Futures make money or shares make money? Futures make money, big risks, stocks are less risky than futures... it's easier to make a stock, or it's easier to make a future? Both make money, it's faster, but if you don't have enough money, it's hard to buy a stock, and the future's going up and down a day is a bit unbearable. Stock risks are bigger than futures: the stock as a regular channel for investors, it's well into people's lives. “The stock drops again, the stock counts are still there, and if I don't sell it, I won't lose it.”

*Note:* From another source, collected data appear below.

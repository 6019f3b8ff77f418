// Copyright (c) 2019-present Dmitry Stepanov and Fyrox Engine contributors.
//
// Permission is hereby granted, free of charge, to any person obtaining a copy
// of this software and associated documentation files (the "Software"), to deal
// in the Software without restriction, including without limitation the rights
// to use, copy, modify, merge, publish, distribute, sublicense, and/or sell
// copies of the Software, and to permit persons to whom the Software is
// furnished to do so, subject to the following conditions:
//
// The above copyright notice and this permission notice shall be included in all
// copies or substantial portions of the Software.
//
// THE SOFTWARE IS PROVIDED "AS IS", WITHOUT WARRANTY OF ANY KIND, EXPRESS OR
// IMPLIED, INCLUDING BUT NOT LIMITED TO THE WARRANTIES OF MERCHANTABILITY,
// FITNESS FOR A PARTICULAR PURPOSE AND NONINFRINGEMENT. IN NO EVENT SHALL THE
// AUTHORS OR COPYRIGHT HOLDERS BE LIABLE FOR ANY CLAIM, DAMAGES OR OTHER
// LIABILITY, WHETHER IN AN ACTION OF CONTRACT, TORT OR OTHERWISE, ARISING FROM,
// OUT OF OR IN CONNECTION WITH THE SOFTWARE OR THE USE OR OTHER DEALINGS IN THE
// SOFTWARE.

//! Conversions from world-space pointer hits to terrain cells and normalized terrain space.
//!
//! Heightmap and splat map share cell coordinates. Object instances use normalized `[0; 1]`
//! coordinates instead, the two must not be mixed.

use crate::terrain::Region;
use nalgebra::{Vector2, Vector3};

/// Converts a world-space hit to the heightmap cell of the top-left corner of a brush with the
/// given size centered at the hit. Fractional cells are truncated toward zero. The result is not
/// clamped and may lie outside of the heightmap.
pub fn world_hit_to_heightmap(
    hit: Vector3<f32>,
    origin: Vector3<f32>,
    world_size: Vector3<f32>,
    resolution: usize,
    brush_size: usize,
) -> Vector2<i32> {
    let local = hit - origin;
    let offset = (brush_size / 2) as i32;
    let x = (local.x / world_size.x * resolution as f32) as i32 - offset;
    let z = (local.z / world_size.z * resolution as f32) as i32 - offset;
    Vector2::new(x, z)
}

/// Converts a world-space hit to normalized terrain space.
pub fn world_hit_to_normalized(
    hit: Vector3<f32>,
    origin: Vector3<f32>,
    world_size: Vector3<f32>,
) -> Vector2<f32> {
    let local = hit - origin;
    Vector2::new(local.x / world_size.x, local.z / world_size.z)
}

/// Part of a brush that lies within the terrain.
#[derive(Copy, Clone, Debug, PartialEq, Eq)]
pub struct BrushRegion {
    /// Terrain cells covered by the brush.
    pub cells: Region,
    /// Kernel cell that corresponds to the first cell of the region.
    pub kernel_offset: Vector2<usize>,
}

impl BrushRegion {
    /// Intersects a brush with its top-left corner at `corner` with a `resolution *
    /// resolution` grid. Returns `None` if the brush is entirely outside of the grid.
    pub fn clamp(corner: Vector2<i32>, brush_size: usize, resolution: usize) -> Option<Self> {
        let (x, kx, width) = clamp_axis(corner.x as i64, brush_size as i64, resolution as i64)?;
        let (z, kz, height) = clamp_axis(corner.y as i64, brush_size as i64, resolution as i64)?;
        Some(Self {
            cells: Region::new(x, z, width, height),
            kernel_offset: Vector2::new(kx, kz),
        })
    }

    /// Kernel cell for a cell of the region given relative to the region's first cell.
    #[inline]
    pub fn kernel_cell(&self, dx: usize, dz: usize) -> (usize, usize) {
        (self.kernel_offset.x + dx, self.kernel_offset.y + dz)
    }
}

fn clamp_axis(start: i64, size: i64, resolution: i64) -> Option<(usize, usize, usize)> {
    let begin = start.max(0);
    let end = (start + size).min(resolution);
    if end <= begin {
        None
    } else {
        Some((begin as usize, (begin - start) as usize, (end - begin) as usize))
    }
}

/// Moves `current` toward `target` by at most `max_delta`, never past the target.
#[inline]
pub fn move_towards(current: f32, target: f32, max_delta: f32) -> f32 {
    let delta = target - current;
    if delta.abs() <= max_delta {
        target
    } else {
        current + delta.signum() * max_delta
    }
}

This may be a lot of voices among equity investors. It also shows the position of stocks as low-risk to the general public. But is it true? The stock market shows only appearances that are so confusing that the public is not at risk. Two-way futures transactions ultimately determine that some people earn a lot of money on their stockholds. At this point, there is no media publicity about the profit-making effects of futures investors, who become a forgotten group of people.
If future investors lose their jobs, they will seize them, and if they can seize them, it will be a matter of time before they get back. Stock equity is stable, easy to control, and a listed company can easily work with some institutions to manage stock prices, and it is true that small investors are unable to tell the truth.
The futures deal is a bulk of commodities that are linked to the country’s livelihood and are linked to people’s lives. There are production patterns, economic patterns, and no one can control them, even if they are short-lived. To sum up stock risks are greater than futures, stocks can only wait passively for stock increases, there are no empty mechanisms, and the T+1 system can magnify risks, and it is highly unfair to be manipulated. The futures two-way trading mechanism, operating in accordance with the economy’s rules, cannot be controlled and traded fairly. Futures make more money than stocks: as stated above, futures are less risky than stocks, and they are fair.
So why are there fewer futures than stocks? Because futures require professional talent. It is because of their high level of professionalism that futures are hard to do and very risky in the eyes of the general public, and futures are not allowed to do any propaganda. To give a simple example, you can see in the banks a lot of stock companies, and when do you see in the banks an information stand for expired goods?
Why is it that only a small group of people make money on futures, but they say that futures have a greater earning effect than stocks? Stock investors, in cattle markets, have a great power, because when they buy, they can make money, but how many are left in their pockets? Very few. In Bears, everyone is stomping like a hot egg, a set of years. And futures, whether they are a bear or a cow, always have a small number of people making money, and they're making money, and they're quick to make. In futures, investors who can make money in Bears often earn as much as they do in cattle.
This is why futures have a greater earning effect than stocks. Compared with stocks and futures, everyone's investment philosophy and methods are inconsistent, and if you choose the right investment channel for you, you will make money. But, in terms of equity, futures are better than stocks; in terms of profitability, futures are better leveraged than stocks.